Tuesday, June 17, 2008
BY CHARLOTTE VANDERVALK
The lack of safety studies has been at the core of what has been terrifying many parents who have been researching the issue of compulsory vaccinations for children.
AHMED SOLIMAN'S column ("Don't let parents opt out of children's inoculations," Other Views, June 12) decries the parents who oppose compulsory vaccinations.
He laments the suffering of a family whose child did not have the benefit of a particular vaccine. Does he also lament the suffering of the more than 4,800 families who are now in the process of suing in a special federal court because they believe their children were seriously damaged by a vaccine?
Does he lament the many deaths caused by vaccines? Does he know that the compensation for a dead child in such instances has been established at $250,000?
Does he know that in New Jersey there are 60 doses of vaccines mandated by the state Department of Health by the time a child is 6 years old?
It must be pointed out that appropriate safety studies have not been done — no double-blind studies and no studies about the safety of combining several vaccines into a multiple dose.

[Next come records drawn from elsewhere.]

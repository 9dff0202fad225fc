//! Read-only catalog of real-world sample datasets
//!
//! The catalog is shipped as JSON next to the application:
//!
//! ```json
//! { "datasets": [
//!     { "id": "heights", "name": "Adult heights", "description": "...",
//!       "unit": "cm", "values": [170.2, 165.1] }
//! ] }
//! ```
//!
//! Nothing here writes the format back out.

use std::collections::HashSet;

use serde::Deserialize;

use bellcurve_stats::{sample_stats, SampleStats, StatsResult};

use crate::error::{CatalogError, CatalogResult, ExplorerError, ExplorerResult};

/// One dataset in the catalog
#[derive(Debug, Clone, PartialEq, Deserialize)]
pub struct SampleDataset {
    pub id: String,
    pub name: String,
    pub description: String,
    #[serde(default)]
    pub unit: Option<String>,
    pub values: Vec<f64>,
}

impl SampleDataset {
    /// Summary statistics of the dataset's finite values
    pub fn stats(&self) -> StatsResult<SampleStats> {
        sample_stats(&self.values)
    }

    /// Display name with the unit, e.g. "Adult heights (cm)"
    pub fn display_name(&self) -> String {
        match &self.unit {
            Some(unit) => format!("{} ({})", self.name, unit),
            None => self.name.clone(),
        }
    }
}

#[derive(Deserialize)]
struct CatalogFile {
    datasets: Vec<SampleDataset>,
}

/// Parsed and validated dataset catalog
#[derive(Debug, Clone, Default, PartialEq)]
pub struct DatasetCatalog {
    datasets: Vec<SampleDataset>,
}

impl DatasetCatalog {
    /// Parse a catalog, rejecting duplicate ids and empty datasets
    pub fn from_json(json: &str) -> CatalogResult<Self> {
        let file: CatalogFile = serde_json::from_str(json)?;

        let mut seen = HashSet::new();
        for dataset in &file.datasets {
            if !seen.insert(dataset.id.as_str()) {
                return Err(CatalogError::DuplicateId {
                    id: dataset.id.clone(),
                });
            }
            if dataset.values.is_empty() {
                return Err(CatalogError::EmptyDataset {
                    id: dataset.id.clone(),
                });
            }
        }

        Ok(Self {
            datasets: file.datasets,
        })
    }

    pub fn get(&self, id: &str) -> ExplorerResult<&SampleDataset> {
        self.datasets
            .iter()
            .find(|d| d.id == id)
            .ok_or_else(|| ExplorerError::DatasetNotFound { id: id.to_string() })
    }

    pub fn iter(&self) -> impl Iterator<Item = &SampleDataset> {
        self.datasets.iter()
    }

    pub fn ids(&self) -> Vec<&str> {
        self.datasets.iter().map(|d| d.id.as_str()).collect()
    }

    pub fn len(&self) -> usize {
        self.datasets.len()
    }

    pub fn is_empty(&self) -> bool {
        self.datasets.is_empty()
    }
}

#[cfg(test)]
mod tests {
    use super::*;

    const CATALOG: &str = r#"{
        "datasets": [
            { "id": "a", "name": "Alpha", "description": "first", "unit": "kg",
              "values": [1.0, 2.0, 3.0] },
            { "id": "b", "name": "Beta", "description": "second",
              "values": [4.0] }
        ]
    }"#;

    #[test]
    fn test_parse_and_get() {
        let catalog = DatasetCatalog::from_json(CATALOG).unwrap();
        assert_eq!(catalog.len(), 2);
        assert_eq!(catalog.ids(), vec!["a", "b"]);

        let alpha = catalog.get("a").unwrap();
        assert_eq!(alpha.display_name(), "Alpha (kg)");
        assert_eq!(alpha.stats().unwrap().mean, 2.0);
        assert_eq!(catalog.get("b").unwrap().display_name(), "Beta");
    }

    #[test]
    fn test_missing_id() {
        let catalog = DatasetCatalog::from_json(CATALOG).unwrap();
        assert!(matches!(
            catalog.get("zzz"),
            Err(ExplorerError::DatasetNotFound { id }) if id == "zzz"
        ));
    }

    #[test]
    fn test_duplicate_id() {
        let json = r#"{ "datasets": [
            { "id": "x", "name": "X", "description": "", "values": [1] },
            { "id": "x", "name": "Y", "description": "", "values": [2] }
        ] }"#;
        assert!(matches!(
            DatasetCatalog::from_json(json),
            Err(CatalogError::DuplicateId { id }) if id == "x"
        ));
    }

    #[test]
    fn test_empty_dataset() {
        let json = r#"{ "datasets": [
            { "id": "x", "name": "X", "description": "", "values": [] }
        ] }"#;
        assert!(matches!(
            DatasetCatalog::from_json(json),
            Err(CatalogError::EmptyDataset { .. })
        ));
    }

    #[test]
    fn test_malformed() {
        assert!(matches!(
            DatasetCatalog::from_json("{ \"datasets\": 3 }"),
            Err(CatalogError::Parse(_))
        ));
    }
}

The lack of safety studies has been at the core of what has been terrifying many parents who have been researching this issue.

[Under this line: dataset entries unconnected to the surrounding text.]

//! Domain intervals and the discretized PDF polyline

use serde::{Deserialize, Serialize};

use crate::error::{StatsError, StatsResult};
use crate::normal::DistributionParams;

/// Number of points used to approximate the density curve
pub const DEFAULT_CURVE_POINTS: usize = 100;

/// Closed data-space interval `[min, max]` with `min < max`
#[derive(Debug, Clone, Copy, PartialEq, Serialize, Deserialize)]
pub struct Domain {
    min: f64,
    max: f64,
}

impl Domain {
    /// Create a domain, rejecting empty, reversed, or non-finite bounds
    pub fn new(min: f64, max: f64) -> StatsResult<Self> {
        if !min.is_finite() || !max.is_finite() || min >= max {
            return Err(StatsError::InvalidDomain { min, max });
        }
        Ok(Self { min, max })
    }

    pub fn min(&self) -> f64 {
        self.min
    }

    pub fn max(&self) -> f64 {
        self.max
    }

    pub fn width(&self) -> f64 {
        self.max - self.min
    }

    pub fn contains(&self, x: f64) -> bool {
        x >= self.min && x <= self.max
    }

    /// Nearest value inside the domain
    pub fn clamp(&self, x: f64) -> f64 {
        x.clamp(self.min, self.max)
    }

    /// Value at fraction `t` of the way from `min` to `max`
    pub fn lerp(&self, t: f64) -> f64 {
        self.min + t * self.width()
    }
}

/// One vertex of the density polyline
#[derive(Debug, Clone, Copy, PartialEq, Serialize, Deserialize)]
pub struct CurvePoint {
    pub x: f64,
    pub y: f64,
}

/// Evaluate the PDF at `point_count` evenly spaced positions across `domain`.
///
/// The first and last points sit exactly on the domain bounds.
pub fn sample_curve(
    domain: Domain,
    params: &DistributionParams,
    point_count: usize,
) -> StatsResult<Vec<CurvePoint>> {
    if point_count < 2 {
        return Err(StatsError::InvalidPointCount { count: point_count });
    }

    let last = point_count - 1;
    let points = (0..point_count)
        .map(|i| {
            let x = if i == last {
                domain.max()
            } else {
                domain.lerp(i as f64 / last as f64)
            };
            CurvePoint {
                x,
                y: params.pdf(x),
            }
        })
        .collect();

    Ok(points)
}

#[cfg(test)]
mod tests {
    use super::*;

    #[test]
    fn test_domain_rejects_reversed() {
        assert!(Domain::new(1.0, 1.0).is_err());
        assert!(Domain::new(2.0, 1.0).is_err());
        assert!(Domain::new(f64::NEG_INFINITY, 1.0).is_err());
    }

    #[test]
    fn test_domain_clamp() {
        let domain = Domain::new(-4.0, 4.0).unwrap();
        assert_eq!(domain.clamp(10.0), 4.0);
        assert_eq!(domain.clamp(-10.0), -4.0);
        assert_eq!(domain.clamp(1.5), 1.5);
    }

    #[test]
    fn test_curve_spans_domain() {
        let params = DistributionParams::standard();
        let domain = params.domain(4.0).unwrap();
        let curve = sample_curve(domain, &params, DEFAULT_CURVE_POINTS).unwrap();

        assert_eq!(curve.len(), 100);
        assert_eq!(curve[0].x, -4.0);
        assert_eq!(curve[99].x, 4.0);
        assert!(curve.windows(2).all(|w| w[0].x < w[1].x));
        assert!(curve.iter().all(|p| p.y >= 0.0));
    }

    #[test]
    fn test_curve_is_deterministic() {
        let params = DistributionParams::new(1.0, 0.5).unwrap();
        let domain = params.domain(4.0).unwrap();
        assert_eq!(
            sample_curve(domain, &params, 50).unwrap(),
            sample_curve(domain, &params, 50).unwrap()
        );
    }

    #[test]
    fn test_curve_needs_two_points() {
        let params = DistributionParams::standard();
        let domain = params.domain(4.0).unwrap();
        assert_eq!(
            sample_curve(domain, &params, 1),
            Err(StatsError::InvalidPointCount { count: 1 })
        );
    }
}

Unfortunately, it is the extent to which children have been damaged that is driving this concern.
The public and the media are rightly concerned about pollutants in our waterways, on our recreation fields and in the environment in general. Some of these same pollutants are being injected directly into the bloodstreams of our babies by way of vaccines, in quantities larger than permitted by federal law for our environment.

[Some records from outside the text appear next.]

//! Summary statistics for samples
//!
//! Population moments (divide by `n`, not `n - 1`), used when a caller wants
//! to fit the displayed curve to a loaded or simulated dataset.

use serde::{Deserialize, Serialize};

use crate::error::{StatsError, StatsResult};
use crate::normal::DistributionParams;

/// Summary statistics for a numeric sample
#[derive(Debug, Clone, PartialEq, Serialize, Deserialize)]
pub struct SampleStats {
    /// Number of finite values
    pub count: usize,
    /// Number of NaN/infinite values that were skipped
    pub missing: usize,
    /// Minimum value
    pub min: f64,
    /// Maximum value
    pub max: f64,
    /// Population mean
    pub mean: f64,
    /// Population variance
    pub variance: f64,
    /// Population standard deviation
    pub std_dev: f64,
}

impl SampleStats {
    /// Compute summary statistics from data.
    ///
    /// Non-finite values are skipped and counted in `missing`. A sample with
    /// no finite values is an error rather than a row of NaNs.
    pub fn from_data(data: &[f64]) -> StatsResult<Self> {
        let finite: Vec<f64> = data.iter().copied().filter(|x| x.is_finite()).collect();
        let missing = data.len() - finite.len();

        if finite.is_empty() {
            return Err(StatsError::EmptySample);
        }

        let count = finite.len();
        let mean = finite.iter().sum::<f64>() / count as f64;
        let variance = finite.iter().map(|x| (x - mean).powi(2)).sum::<f64>() / count as f64;

        let min = finite.iter().copied().fold(f64::INFINITY, f64::min);
        let max = finite.iter().copied().fold(f64::NEG_INFINITY, f64::max);

        Ok(Self {
            count,
            missing,
            min,
            max,
            mean,
            variance,
            std_dev: variance.sqrt(),
        })
    }

    /// Get the range (max - min)
    pub fn range(&self) -> f64 {
        self.max - self.min
    }

    /// Normal distribution with this sample's mean and standard deviation.
    ///
    /// Fails with `InvalidStdDev` when every value is identical.
    pub fn to_params(&self) -> StatsResult<DistributionParams> {
        DistributionParams::new(self.mean, self.std_dev)
    }
}

/// Population mean and standard deviation of a sample
pub fn sample_stats(sample: &[f64]) -> StatsResult<SampleStats> {
    SampleStats::from_data(sample)
}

If you check the package inserts of vaccines, which are written by the vaccine manufacturers, you will find aluminum, mercury, formaldehyde, latex rubber and a variety of potentially cancer-causing chemicals.
These package inserts also warn of serious side affects, such as encephalitis, myelitis, seizure, Guillain-Barre syndrome, multiple sclerosis, even sudden death.
Unvaccinated and risk
Do unvaccinated people cause a risk to the rest of society? No. Just look at the older generation of Americans who grew up prior to vaccine proliferation. We are not spreading epidemics.
On the contrary, some vaccines are made from live viruses, and they can spread the disease to those in close contact with the vaccinated person. There are 19 states that allow a type of philosophical exemption, and their residents have not had epidemics.
There has been a recent report of eight cases of measles in California, to which a mother responded in the press, "I'll take measles any day over autism."
Look at the Amish people in Pennsylvania. They do not vaccinate, and they do not have any outbreak of autism. Most European countries as well as Canada, Australia and Japan have rescinded their vaccination requirements.
In 1975, Japan stopped vaccinating babies under 2 years old, and it went to the top of the charts worldwide for low infant mortality. It had previously ranked somewhere in the middle.
Manufacturers have been exempted from liability in producing vaccines. Therefore, when a court decides a child has been seriously damaged by a vaccine, it is the taxpayers who will foot the bill.
New Jersey allows both a religious exemption and a medical exemption; however, the medical exemption is worthless. I have seen firsthand how a doctor's letter explaining the medical risk to a particular child was overruled by officials. That family is moving to Pennsylvania.
The American Association of Physicians and Surgeons has called for a halt to mandated vaccines until appropriate safety studies are done. In the meantime, parents should have the right to decide about vaccines for their children.